**Activity**
What lines in the records below hold the string "metrics"? Please show them.

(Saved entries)
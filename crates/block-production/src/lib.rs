//! # Block Production Engine
//!
//! Assembles candidate blocks on top of the canonical head, hands them to
//! sealing agents, and writes the sealed results back to the chain.
//!
//! ## Purpose
//!
//! One assembly cycle:
//! - drafts a header (timestamp, difficulty, gas limit, coinbase, extra)
//! - opens a fresh [`Work`] on the parent's committed state
//! - selects pending transactions by price and nonce against a gas pool
//! - accepts up to two uncles from recent side blocks
//! - credits rewards and freezes the block
//! - dispatches it to every running [`Agent`]
//!
//! Sealed results are written directly (fast path) or imported through
//! full chain validation, announced on the event bus, checked for
//! staleness, and tracked until they are buried deep enough to count as
//! confirmed.
//!
//! ## Architecture Layers
//!
//! ```text
//! ┌─────────────────────────────────────────────────────┐
//! │  Adapters (Outer)                                   │
//! │  - CPU agent, PoW engines                           │
//! │  - In-memory chain, state, pool, accounts           │
//! │  - Transfer execution environment                   │
//! └─────────────────────────────────────────────────────┘
//!                         │
//! ┌─────────────────────────────────────────────────────┐
//! │  Service                                            │
//! │  - MiningCoordinator: assembly, dispatch, drain,    │
//! │    event reaction                                   │
//! └─────────────────────────────────────────────────────┘
//!                         │
//! ┌─────────────────────────────────────────────────────┐
//! │  Ports (Middle)                                     │
//! │  - Inbound: BlockProducerService                    │
//! │  - Outbound: ChainStore, TransactionPool, Agent ... │
//! └─────────────────────────────────────────────────────┘
//!                         │
//! ┌─────────────────────────────────────────────────────┐
//! │  Domain (Inner - Pure Logic)                        │
//! │  - Work, selection, uncle checks, gas pool          │
//! │  - Consensus rules, chain config, chain generation  │
//! └─────────────────────────────────────────────────────┘
//! ```
//!
//! ## Critical Invariants
//!
//! 1. **Gas Limit**: a block never uses more gas than its limit
//! 2. **Uncles**: at most two per block, each hanging off a recent ancestor
//!    and never claimed twice within the family
//! 3. **Lock Order**: control state, then uncle pool, then current work
//! 4. **Single Writer**: exactly one current work per coordinator
//!
//! ## Usage Example
//!
//! ```rust,ignore
//! let miner = MiningCoordinator::spawn(config, chain_config, deps).await?;
//! miner.register(Arc::new(CpuAgent::new(Arc::new(Sha256dPow::new(4)), 1))).await;
//! miner.start().await;
//! ```

#![warn(missing_docs)]
#![warn(clippy::all)]
#![cfg_attr(test, allow(clippy::unwrap_used))]
#![cfg_attr(test, allow(clippy::expect_used))]

/// Agents, engines and in-memory collaborators
pub mod adapters;
/// Domain models and block construction logic
pub mod domain;
pub mod ports;
pub mod service;
pub mod utils;

mod config;
mod error;
mod metrics;

#[cfg(test)]
pub(crate) mod test_utils;

pub use config::{MinerConfig, RulesConfig, MAX_EXTRA_DATA};
pub use error::{
    BlockProductionError, ChainError, ChainMakerError, ExecutionError, GasPoolError, HeaderError,
    Result, StateError, UncleError,
};
pub use metrics::Metrics;

// Re-export commonly used types
pub use domain::{
    generate_chain, make_block_chain, make_header_chain, sort_by_price_and_nonce, BlockGen,
    ChainConfig, ChainContext, CommitOutcome, DefaultRules, Fork, ForkFeature, GasPool,
    GenesisSpec, LocalMinedBlocks, MiningResult, Work,
};

pub use ports::{
    AccountManager, Agent, BlockProducerService, ChainStore, ConsensusRules, ExecutionEnvironment,
    PowEngine, Seal, SharedState, StateDatabase, StateView, TransactionPool, WriteStatus,
};

pub use adapters::{
    CpuAgent, FakePow, MemoryChain, MemoryState, MemoryStateDb, MemoryTxPool, Sha256dPow,
    StaticAccounts, TransferExecutor,
};

pub use service::{MinerDependencies, MiningCoordinator};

**Written solution**
mod metrics;
pub use metrics::Metrics;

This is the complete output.